Task instructions> A line qualifies if it holds the string "columns". Copy every qualifying line from the records.

Information given>
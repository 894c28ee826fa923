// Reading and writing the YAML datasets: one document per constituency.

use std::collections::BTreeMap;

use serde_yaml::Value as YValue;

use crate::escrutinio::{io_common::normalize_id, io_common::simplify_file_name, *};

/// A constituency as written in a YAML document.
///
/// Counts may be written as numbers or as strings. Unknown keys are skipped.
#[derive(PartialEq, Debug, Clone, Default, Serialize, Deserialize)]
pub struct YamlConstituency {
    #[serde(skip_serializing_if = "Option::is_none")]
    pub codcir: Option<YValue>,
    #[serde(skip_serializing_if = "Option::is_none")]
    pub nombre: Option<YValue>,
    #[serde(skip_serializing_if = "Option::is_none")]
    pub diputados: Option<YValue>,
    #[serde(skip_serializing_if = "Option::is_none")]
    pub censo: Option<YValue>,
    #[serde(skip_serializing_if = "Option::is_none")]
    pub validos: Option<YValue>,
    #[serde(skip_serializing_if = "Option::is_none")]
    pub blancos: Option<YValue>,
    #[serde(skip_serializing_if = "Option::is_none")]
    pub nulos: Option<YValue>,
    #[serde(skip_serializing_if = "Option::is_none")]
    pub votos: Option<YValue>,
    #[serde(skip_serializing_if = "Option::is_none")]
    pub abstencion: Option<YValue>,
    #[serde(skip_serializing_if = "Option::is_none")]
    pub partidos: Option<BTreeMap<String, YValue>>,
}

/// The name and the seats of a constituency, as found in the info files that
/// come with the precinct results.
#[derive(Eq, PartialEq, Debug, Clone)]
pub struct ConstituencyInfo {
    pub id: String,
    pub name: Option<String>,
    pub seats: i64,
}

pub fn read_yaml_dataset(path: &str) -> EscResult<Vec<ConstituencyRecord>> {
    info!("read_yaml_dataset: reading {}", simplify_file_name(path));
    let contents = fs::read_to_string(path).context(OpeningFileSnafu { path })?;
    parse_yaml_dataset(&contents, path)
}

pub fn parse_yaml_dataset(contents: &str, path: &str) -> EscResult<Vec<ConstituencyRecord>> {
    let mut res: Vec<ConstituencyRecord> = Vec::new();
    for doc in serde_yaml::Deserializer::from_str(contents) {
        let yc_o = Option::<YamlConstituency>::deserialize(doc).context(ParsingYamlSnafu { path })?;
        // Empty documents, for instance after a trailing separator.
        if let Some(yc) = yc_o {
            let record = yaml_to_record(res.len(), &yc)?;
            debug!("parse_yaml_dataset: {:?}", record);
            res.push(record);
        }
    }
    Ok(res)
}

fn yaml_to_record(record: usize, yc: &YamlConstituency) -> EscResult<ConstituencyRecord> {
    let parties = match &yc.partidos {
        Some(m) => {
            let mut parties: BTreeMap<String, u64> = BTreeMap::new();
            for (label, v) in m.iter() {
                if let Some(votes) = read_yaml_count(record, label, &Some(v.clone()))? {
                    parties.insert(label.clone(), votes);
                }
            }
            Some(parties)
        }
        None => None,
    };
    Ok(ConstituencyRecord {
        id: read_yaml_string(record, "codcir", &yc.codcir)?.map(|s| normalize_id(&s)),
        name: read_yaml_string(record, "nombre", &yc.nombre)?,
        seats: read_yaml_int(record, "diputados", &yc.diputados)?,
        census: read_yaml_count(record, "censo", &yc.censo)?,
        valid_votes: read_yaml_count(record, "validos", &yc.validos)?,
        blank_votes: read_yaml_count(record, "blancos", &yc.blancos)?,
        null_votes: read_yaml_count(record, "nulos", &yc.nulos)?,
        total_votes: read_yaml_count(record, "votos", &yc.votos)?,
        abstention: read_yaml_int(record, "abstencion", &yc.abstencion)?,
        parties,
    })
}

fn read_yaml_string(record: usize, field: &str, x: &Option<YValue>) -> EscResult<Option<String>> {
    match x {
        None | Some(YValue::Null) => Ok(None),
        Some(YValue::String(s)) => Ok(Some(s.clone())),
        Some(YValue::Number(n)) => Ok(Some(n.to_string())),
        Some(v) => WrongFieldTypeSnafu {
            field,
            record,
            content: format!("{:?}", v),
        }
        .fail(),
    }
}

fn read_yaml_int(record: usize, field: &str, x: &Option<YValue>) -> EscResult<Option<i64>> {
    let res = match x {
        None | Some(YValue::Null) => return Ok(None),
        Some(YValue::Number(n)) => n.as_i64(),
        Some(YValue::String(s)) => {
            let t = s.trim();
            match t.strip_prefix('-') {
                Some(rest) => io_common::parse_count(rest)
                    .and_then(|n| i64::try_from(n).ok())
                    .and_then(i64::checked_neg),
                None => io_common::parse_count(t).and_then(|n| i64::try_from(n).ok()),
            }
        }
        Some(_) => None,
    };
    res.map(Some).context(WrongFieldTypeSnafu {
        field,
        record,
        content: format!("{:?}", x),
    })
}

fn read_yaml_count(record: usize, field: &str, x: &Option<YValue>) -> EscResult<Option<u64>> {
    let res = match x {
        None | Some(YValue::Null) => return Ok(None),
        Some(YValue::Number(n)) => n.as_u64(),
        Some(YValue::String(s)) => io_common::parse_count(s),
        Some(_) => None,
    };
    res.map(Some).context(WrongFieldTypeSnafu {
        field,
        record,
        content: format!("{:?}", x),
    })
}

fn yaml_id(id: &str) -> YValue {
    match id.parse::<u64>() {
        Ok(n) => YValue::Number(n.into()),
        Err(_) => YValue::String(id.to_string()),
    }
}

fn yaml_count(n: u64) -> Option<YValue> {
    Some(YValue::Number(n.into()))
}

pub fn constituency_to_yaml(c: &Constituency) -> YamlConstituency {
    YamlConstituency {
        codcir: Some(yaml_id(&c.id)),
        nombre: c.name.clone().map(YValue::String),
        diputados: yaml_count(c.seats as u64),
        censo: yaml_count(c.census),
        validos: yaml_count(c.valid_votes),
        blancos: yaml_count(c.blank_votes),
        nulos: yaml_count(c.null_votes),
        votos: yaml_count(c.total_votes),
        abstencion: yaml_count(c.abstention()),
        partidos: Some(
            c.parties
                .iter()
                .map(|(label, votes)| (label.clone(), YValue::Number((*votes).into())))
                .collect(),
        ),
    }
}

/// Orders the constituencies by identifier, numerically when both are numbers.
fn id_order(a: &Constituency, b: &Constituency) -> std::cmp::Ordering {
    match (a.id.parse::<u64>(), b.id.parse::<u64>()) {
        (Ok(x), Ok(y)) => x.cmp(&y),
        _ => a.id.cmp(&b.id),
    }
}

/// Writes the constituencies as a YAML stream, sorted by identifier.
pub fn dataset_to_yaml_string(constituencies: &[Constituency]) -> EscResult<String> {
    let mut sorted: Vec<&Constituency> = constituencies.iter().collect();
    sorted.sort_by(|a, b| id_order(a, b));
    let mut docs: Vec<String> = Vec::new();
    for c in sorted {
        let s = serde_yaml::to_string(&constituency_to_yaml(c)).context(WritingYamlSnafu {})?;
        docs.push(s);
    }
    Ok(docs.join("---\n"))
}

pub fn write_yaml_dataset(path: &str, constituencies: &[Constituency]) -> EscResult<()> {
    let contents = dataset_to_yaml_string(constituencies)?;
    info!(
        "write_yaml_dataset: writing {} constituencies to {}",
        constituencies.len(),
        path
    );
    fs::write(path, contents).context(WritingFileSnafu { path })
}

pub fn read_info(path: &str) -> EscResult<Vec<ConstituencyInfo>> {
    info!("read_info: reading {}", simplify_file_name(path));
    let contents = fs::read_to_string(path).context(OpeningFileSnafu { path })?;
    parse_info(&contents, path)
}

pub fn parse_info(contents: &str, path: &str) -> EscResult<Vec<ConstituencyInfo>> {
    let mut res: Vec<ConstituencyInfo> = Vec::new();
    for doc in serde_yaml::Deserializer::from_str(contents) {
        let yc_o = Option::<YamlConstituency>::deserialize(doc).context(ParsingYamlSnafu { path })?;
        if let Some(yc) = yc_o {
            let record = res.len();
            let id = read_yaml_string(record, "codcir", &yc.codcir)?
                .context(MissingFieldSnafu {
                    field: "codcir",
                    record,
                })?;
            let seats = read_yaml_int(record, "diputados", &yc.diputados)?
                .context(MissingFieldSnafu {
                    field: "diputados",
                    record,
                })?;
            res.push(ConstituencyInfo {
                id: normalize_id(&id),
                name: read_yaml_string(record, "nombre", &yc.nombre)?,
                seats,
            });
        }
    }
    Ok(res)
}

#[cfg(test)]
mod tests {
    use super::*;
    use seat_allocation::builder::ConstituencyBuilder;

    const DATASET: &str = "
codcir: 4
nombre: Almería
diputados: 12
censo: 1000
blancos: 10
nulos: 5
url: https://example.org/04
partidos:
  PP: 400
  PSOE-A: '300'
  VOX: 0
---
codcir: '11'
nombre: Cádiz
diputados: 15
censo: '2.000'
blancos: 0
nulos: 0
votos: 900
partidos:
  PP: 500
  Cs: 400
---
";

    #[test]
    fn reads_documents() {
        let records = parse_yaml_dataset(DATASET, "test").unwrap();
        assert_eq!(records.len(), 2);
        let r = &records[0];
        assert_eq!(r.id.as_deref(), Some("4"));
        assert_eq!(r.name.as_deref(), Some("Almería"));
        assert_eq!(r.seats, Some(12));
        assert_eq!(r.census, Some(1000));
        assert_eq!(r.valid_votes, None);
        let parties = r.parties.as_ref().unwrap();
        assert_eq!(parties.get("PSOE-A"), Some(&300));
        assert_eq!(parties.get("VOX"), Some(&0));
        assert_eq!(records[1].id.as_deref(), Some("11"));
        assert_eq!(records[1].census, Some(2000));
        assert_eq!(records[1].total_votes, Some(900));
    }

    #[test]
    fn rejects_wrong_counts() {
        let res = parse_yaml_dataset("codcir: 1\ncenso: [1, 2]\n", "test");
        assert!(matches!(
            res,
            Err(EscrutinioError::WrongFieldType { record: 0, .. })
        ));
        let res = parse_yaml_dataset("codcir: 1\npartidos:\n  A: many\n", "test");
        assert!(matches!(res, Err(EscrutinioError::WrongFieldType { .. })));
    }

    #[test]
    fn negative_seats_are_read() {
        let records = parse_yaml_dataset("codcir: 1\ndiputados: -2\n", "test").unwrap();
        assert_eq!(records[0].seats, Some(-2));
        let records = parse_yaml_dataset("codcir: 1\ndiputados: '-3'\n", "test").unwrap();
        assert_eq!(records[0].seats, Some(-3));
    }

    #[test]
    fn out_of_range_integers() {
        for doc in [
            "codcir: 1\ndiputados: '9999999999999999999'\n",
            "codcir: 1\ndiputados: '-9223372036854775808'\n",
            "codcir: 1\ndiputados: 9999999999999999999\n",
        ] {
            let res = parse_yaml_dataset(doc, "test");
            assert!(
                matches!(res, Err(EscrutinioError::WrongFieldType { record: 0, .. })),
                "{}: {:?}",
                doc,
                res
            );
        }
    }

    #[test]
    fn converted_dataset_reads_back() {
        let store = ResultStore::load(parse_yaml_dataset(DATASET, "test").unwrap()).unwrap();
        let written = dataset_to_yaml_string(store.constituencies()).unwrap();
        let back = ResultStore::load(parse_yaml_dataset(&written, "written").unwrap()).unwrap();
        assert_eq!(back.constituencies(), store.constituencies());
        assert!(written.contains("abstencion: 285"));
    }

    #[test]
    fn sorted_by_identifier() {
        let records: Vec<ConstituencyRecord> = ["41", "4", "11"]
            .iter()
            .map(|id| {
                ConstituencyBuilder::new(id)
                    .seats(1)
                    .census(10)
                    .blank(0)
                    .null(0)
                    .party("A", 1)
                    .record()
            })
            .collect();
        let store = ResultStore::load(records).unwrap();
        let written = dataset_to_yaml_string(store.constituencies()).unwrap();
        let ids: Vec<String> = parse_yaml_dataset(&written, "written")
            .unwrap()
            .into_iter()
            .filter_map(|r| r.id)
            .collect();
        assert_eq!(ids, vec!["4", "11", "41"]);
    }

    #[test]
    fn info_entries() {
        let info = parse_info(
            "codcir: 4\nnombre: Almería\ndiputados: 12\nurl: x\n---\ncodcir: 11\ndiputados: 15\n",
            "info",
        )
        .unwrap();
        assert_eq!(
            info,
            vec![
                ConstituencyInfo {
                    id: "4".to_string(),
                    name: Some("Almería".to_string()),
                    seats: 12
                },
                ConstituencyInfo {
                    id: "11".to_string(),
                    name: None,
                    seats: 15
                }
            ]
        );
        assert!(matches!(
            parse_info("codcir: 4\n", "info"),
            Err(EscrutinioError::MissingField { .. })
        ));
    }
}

...

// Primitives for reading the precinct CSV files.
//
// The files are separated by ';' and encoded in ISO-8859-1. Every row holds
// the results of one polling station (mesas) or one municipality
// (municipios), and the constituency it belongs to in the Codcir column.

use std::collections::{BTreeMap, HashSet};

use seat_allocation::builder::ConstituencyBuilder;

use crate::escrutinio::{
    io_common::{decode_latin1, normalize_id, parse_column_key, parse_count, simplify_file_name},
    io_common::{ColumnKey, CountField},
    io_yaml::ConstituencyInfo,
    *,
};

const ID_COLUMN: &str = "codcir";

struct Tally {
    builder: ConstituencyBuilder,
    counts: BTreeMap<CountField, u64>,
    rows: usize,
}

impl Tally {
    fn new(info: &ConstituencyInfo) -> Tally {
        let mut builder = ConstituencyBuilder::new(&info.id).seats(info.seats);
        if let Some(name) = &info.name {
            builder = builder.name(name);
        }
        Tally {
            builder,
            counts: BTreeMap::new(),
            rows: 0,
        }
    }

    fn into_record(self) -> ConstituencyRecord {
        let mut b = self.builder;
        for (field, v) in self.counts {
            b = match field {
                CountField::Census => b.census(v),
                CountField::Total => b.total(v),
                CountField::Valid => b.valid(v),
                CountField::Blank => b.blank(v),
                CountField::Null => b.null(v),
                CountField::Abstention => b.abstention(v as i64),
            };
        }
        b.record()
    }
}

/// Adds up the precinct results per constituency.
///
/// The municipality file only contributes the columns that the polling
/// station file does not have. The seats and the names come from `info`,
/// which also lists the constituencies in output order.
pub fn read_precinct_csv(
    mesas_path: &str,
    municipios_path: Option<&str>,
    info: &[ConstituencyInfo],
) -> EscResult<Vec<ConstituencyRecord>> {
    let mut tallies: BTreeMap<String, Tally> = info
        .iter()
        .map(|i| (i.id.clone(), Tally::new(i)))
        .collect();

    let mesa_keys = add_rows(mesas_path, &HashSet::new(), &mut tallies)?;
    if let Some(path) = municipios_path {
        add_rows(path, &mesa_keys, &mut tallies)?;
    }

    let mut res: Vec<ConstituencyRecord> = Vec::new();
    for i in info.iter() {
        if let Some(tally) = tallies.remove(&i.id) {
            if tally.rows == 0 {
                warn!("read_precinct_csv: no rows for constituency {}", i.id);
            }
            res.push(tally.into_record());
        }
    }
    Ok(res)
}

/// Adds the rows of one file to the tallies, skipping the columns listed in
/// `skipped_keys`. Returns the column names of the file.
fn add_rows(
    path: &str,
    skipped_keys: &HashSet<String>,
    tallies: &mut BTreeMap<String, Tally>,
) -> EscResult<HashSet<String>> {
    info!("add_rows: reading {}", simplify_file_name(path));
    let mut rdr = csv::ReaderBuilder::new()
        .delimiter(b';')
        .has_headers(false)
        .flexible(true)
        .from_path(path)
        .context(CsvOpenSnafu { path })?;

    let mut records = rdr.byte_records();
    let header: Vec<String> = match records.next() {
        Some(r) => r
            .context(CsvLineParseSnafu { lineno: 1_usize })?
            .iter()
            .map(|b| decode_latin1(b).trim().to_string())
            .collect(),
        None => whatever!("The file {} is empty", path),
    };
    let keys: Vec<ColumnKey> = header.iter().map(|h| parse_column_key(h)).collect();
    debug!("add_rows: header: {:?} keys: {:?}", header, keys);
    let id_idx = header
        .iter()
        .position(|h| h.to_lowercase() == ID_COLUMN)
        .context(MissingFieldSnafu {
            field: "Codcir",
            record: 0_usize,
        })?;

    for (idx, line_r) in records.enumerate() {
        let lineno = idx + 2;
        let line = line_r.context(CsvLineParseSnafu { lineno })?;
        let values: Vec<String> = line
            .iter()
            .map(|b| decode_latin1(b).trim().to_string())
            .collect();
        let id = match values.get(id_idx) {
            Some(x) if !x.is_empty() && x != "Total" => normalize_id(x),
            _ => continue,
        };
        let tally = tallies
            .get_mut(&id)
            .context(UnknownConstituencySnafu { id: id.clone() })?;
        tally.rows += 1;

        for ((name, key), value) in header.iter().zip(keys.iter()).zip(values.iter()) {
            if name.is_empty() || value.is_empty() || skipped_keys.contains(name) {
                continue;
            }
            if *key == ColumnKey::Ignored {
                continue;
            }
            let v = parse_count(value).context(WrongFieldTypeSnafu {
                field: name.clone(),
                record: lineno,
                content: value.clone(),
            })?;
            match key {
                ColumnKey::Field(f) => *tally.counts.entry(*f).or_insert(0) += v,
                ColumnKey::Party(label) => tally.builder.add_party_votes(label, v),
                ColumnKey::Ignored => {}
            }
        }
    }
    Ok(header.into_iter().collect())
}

Answer section>
/// The municipality file only contributes the columns that the polling
/// Adds the rows of one file to the tallies, skipping the columns listed in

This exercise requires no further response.